## Problem details
Go through the records below line by line. Count the lines with "float" and give the count alone.

## Material for the task
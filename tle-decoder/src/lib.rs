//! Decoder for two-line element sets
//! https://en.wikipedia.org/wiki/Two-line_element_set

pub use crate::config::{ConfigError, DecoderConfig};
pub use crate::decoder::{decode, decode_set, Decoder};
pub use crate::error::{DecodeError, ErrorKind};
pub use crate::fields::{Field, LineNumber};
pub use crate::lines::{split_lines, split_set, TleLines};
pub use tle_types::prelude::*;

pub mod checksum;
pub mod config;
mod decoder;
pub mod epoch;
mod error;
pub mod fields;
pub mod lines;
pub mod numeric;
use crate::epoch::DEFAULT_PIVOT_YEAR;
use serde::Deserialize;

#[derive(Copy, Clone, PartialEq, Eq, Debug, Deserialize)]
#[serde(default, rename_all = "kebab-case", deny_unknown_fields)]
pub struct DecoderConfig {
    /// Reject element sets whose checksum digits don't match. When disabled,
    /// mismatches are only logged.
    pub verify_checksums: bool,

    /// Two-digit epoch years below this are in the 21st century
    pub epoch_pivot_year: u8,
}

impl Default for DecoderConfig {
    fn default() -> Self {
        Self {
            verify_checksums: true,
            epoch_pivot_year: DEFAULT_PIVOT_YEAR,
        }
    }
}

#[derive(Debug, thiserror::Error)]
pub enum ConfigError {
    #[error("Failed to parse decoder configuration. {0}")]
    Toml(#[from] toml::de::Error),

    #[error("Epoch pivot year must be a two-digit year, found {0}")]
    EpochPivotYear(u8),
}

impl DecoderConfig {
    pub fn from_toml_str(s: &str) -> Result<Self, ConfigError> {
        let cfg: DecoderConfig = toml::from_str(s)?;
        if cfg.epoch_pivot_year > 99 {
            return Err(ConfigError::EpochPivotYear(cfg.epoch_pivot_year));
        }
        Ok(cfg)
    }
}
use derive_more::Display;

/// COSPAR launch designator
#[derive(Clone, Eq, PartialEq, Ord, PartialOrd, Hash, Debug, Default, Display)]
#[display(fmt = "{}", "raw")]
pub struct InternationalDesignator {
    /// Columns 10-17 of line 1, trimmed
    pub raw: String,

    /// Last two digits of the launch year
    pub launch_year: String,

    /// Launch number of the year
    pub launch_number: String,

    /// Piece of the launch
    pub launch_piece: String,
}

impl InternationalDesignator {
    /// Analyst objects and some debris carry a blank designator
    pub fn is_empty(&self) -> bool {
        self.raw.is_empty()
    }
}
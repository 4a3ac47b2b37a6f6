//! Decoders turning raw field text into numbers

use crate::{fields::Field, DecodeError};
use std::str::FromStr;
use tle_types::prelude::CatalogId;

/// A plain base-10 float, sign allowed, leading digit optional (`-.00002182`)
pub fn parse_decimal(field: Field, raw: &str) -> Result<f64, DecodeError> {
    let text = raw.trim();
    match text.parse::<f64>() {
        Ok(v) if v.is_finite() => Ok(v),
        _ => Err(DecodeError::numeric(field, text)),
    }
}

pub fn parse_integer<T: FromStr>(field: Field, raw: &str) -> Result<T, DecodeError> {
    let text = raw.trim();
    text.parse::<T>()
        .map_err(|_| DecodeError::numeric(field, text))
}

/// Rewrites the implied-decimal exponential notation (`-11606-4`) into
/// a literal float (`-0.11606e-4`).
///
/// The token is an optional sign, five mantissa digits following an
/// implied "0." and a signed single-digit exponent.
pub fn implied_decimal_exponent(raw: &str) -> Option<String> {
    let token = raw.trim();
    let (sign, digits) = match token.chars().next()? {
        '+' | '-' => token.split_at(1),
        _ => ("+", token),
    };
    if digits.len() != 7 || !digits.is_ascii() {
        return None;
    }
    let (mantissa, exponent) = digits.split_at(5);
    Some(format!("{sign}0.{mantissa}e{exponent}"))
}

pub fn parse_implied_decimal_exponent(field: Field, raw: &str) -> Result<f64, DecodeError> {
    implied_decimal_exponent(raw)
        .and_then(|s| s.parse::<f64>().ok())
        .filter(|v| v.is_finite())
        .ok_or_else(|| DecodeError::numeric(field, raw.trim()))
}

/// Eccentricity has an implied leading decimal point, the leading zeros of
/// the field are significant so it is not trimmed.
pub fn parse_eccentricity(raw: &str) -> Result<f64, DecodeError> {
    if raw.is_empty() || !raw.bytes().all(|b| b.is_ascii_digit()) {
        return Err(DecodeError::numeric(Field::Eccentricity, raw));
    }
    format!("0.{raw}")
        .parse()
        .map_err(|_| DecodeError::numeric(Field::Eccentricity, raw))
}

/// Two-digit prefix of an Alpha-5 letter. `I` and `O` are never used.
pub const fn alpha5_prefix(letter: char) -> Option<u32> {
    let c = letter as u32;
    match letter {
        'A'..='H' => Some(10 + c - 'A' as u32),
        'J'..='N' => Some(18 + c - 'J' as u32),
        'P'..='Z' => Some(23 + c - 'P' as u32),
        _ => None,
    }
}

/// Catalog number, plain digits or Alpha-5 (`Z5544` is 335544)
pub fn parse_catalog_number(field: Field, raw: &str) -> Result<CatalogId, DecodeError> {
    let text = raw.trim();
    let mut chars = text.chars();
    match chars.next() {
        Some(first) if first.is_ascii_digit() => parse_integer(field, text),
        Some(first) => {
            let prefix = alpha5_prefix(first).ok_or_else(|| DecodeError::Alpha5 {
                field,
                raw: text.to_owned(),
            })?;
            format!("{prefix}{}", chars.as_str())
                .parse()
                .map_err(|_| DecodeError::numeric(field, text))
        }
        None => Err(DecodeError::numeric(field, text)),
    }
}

## Final answer
2